DATA TO USE =
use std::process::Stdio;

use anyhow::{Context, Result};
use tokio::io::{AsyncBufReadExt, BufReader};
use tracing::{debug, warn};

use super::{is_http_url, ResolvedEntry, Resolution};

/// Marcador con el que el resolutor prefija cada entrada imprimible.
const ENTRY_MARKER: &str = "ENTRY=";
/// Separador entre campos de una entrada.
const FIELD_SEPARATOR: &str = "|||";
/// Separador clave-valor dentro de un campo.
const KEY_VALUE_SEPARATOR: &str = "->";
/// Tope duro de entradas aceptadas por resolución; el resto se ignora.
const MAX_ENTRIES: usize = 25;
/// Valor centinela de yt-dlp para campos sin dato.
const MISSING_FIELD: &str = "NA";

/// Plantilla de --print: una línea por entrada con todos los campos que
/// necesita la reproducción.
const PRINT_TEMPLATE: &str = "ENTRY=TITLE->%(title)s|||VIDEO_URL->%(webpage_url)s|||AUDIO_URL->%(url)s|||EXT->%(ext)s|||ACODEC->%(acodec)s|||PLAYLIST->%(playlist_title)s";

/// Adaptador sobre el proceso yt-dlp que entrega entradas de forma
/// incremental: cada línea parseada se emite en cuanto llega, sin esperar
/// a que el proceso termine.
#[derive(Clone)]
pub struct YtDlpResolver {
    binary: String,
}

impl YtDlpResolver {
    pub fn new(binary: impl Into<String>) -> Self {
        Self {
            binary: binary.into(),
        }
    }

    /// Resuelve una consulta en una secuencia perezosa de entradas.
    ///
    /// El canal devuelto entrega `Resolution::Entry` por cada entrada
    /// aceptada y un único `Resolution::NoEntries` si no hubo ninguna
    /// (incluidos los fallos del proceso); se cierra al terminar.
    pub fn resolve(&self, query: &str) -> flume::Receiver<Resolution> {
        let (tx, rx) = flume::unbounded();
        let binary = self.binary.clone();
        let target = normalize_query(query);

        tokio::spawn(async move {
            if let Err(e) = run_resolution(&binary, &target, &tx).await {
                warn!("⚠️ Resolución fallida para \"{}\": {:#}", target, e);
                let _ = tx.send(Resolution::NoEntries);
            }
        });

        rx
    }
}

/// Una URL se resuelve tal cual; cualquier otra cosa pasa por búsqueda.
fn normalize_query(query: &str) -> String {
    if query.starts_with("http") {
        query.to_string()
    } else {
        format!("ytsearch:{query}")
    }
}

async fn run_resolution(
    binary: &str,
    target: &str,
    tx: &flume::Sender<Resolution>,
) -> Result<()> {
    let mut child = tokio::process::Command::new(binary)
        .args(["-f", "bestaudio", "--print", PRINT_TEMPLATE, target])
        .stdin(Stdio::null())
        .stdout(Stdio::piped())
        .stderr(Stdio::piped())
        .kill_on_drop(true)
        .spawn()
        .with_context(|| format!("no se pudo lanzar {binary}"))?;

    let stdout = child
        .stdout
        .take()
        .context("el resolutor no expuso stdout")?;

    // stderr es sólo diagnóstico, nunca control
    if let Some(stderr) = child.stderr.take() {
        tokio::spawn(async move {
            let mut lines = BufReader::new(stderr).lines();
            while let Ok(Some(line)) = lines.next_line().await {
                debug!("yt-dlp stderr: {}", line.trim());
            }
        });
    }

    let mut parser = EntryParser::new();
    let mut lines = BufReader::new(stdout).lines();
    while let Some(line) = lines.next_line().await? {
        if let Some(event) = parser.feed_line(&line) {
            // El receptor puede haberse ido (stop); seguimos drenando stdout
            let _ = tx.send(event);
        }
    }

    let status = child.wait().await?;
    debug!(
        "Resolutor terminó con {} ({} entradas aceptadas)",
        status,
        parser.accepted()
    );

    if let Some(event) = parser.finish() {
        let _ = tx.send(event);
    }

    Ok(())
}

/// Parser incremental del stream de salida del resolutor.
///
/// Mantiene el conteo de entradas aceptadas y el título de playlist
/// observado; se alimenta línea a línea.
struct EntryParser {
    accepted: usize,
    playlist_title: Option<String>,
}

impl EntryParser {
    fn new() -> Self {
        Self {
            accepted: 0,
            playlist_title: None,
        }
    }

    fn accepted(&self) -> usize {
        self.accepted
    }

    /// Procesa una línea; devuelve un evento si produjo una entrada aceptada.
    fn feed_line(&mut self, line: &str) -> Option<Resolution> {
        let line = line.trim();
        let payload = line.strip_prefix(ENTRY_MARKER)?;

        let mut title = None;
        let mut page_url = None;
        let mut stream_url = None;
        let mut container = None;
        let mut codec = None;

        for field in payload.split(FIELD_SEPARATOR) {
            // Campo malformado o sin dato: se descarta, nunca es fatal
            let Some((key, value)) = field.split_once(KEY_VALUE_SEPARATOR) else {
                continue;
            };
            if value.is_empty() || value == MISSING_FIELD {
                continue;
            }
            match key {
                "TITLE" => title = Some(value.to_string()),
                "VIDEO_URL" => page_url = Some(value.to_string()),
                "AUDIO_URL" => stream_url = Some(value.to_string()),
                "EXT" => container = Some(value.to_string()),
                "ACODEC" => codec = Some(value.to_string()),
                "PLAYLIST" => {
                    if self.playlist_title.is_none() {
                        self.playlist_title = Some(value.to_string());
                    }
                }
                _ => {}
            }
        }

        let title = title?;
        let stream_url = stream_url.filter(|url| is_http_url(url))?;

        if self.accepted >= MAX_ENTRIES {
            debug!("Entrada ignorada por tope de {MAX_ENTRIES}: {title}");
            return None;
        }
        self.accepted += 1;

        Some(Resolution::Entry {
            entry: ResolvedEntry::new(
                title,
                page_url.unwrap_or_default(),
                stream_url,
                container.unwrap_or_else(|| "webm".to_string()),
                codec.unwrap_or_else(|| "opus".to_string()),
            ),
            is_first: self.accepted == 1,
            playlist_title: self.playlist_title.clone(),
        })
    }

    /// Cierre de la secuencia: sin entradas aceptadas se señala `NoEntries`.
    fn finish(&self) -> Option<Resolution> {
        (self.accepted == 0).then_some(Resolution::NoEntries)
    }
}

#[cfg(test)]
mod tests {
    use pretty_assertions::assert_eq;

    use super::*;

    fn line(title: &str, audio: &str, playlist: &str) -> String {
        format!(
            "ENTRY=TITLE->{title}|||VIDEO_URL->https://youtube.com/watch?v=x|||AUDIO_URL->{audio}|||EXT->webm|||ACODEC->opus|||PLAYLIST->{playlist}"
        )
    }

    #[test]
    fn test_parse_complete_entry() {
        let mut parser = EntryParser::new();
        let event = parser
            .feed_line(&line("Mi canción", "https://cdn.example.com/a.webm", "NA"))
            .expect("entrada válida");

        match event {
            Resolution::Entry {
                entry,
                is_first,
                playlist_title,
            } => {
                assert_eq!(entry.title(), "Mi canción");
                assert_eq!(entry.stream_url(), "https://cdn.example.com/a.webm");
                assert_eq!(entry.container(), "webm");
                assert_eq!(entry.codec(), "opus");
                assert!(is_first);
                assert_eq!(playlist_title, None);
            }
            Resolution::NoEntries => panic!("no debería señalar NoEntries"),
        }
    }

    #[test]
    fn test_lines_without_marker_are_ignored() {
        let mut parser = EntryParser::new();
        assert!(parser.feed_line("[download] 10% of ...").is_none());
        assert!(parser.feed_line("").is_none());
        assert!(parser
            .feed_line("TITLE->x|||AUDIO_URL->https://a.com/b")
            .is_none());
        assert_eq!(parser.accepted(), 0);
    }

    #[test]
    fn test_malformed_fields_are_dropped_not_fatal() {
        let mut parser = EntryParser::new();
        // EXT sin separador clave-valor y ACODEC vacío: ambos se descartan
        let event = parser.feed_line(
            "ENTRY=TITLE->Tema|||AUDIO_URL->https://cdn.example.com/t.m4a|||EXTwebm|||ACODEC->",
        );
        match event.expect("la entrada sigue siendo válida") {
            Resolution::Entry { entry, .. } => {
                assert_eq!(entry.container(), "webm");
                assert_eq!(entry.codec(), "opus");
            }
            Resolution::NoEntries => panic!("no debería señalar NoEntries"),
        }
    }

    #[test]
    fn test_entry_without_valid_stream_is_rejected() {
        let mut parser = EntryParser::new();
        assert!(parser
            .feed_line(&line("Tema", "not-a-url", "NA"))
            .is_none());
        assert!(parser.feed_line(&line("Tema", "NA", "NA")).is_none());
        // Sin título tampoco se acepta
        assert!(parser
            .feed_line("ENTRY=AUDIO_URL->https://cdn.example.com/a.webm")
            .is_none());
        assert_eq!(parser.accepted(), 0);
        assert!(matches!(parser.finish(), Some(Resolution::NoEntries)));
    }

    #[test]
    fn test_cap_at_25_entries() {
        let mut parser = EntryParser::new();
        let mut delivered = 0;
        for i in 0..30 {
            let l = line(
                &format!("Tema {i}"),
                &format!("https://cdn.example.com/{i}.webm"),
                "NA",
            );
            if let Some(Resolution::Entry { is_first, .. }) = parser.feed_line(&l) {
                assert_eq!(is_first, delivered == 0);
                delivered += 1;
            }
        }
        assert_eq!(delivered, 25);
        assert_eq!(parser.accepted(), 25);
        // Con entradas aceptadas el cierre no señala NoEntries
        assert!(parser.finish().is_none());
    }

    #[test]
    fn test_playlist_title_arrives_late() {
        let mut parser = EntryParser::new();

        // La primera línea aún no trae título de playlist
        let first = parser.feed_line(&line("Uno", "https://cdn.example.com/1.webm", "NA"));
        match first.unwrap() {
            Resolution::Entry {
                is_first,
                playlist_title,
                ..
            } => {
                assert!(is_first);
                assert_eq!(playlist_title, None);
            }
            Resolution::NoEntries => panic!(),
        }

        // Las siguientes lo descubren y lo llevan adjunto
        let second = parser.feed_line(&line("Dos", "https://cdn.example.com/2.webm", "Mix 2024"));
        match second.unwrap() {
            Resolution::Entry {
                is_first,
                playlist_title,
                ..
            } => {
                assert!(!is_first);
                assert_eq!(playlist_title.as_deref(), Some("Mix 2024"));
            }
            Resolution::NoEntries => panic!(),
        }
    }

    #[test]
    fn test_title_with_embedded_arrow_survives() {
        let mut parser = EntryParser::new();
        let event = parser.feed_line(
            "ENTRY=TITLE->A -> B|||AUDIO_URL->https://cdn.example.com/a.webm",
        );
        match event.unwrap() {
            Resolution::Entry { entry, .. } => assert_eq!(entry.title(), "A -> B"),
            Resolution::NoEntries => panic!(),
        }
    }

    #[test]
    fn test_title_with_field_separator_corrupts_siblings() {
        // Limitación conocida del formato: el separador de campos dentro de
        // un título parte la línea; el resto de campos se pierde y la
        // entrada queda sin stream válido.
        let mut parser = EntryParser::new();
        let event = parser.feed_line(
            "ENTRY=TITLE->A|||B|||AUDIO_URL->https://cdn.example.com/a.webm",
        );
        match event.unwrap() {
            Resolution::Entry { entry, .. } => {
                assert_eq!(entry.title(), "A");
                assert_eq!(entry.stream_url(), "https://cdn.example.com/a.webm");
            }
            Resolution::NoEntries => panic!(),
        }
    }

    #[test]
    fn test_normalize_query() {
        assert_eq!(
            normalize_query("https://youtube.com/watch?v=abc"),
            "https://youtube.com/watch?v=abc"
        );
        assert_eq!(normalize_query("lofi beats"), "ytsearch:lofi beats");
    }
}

TASK GOAL = What is needed is each line of the entries that contains the word "proceso".

ANSWER BOX =
/// Adaptador sobre el proceso yt-dlp que entrega entradas de forma
/// a que el proceso termine.
    /// (incluidos los fallos del proceso); se cierra al terminar.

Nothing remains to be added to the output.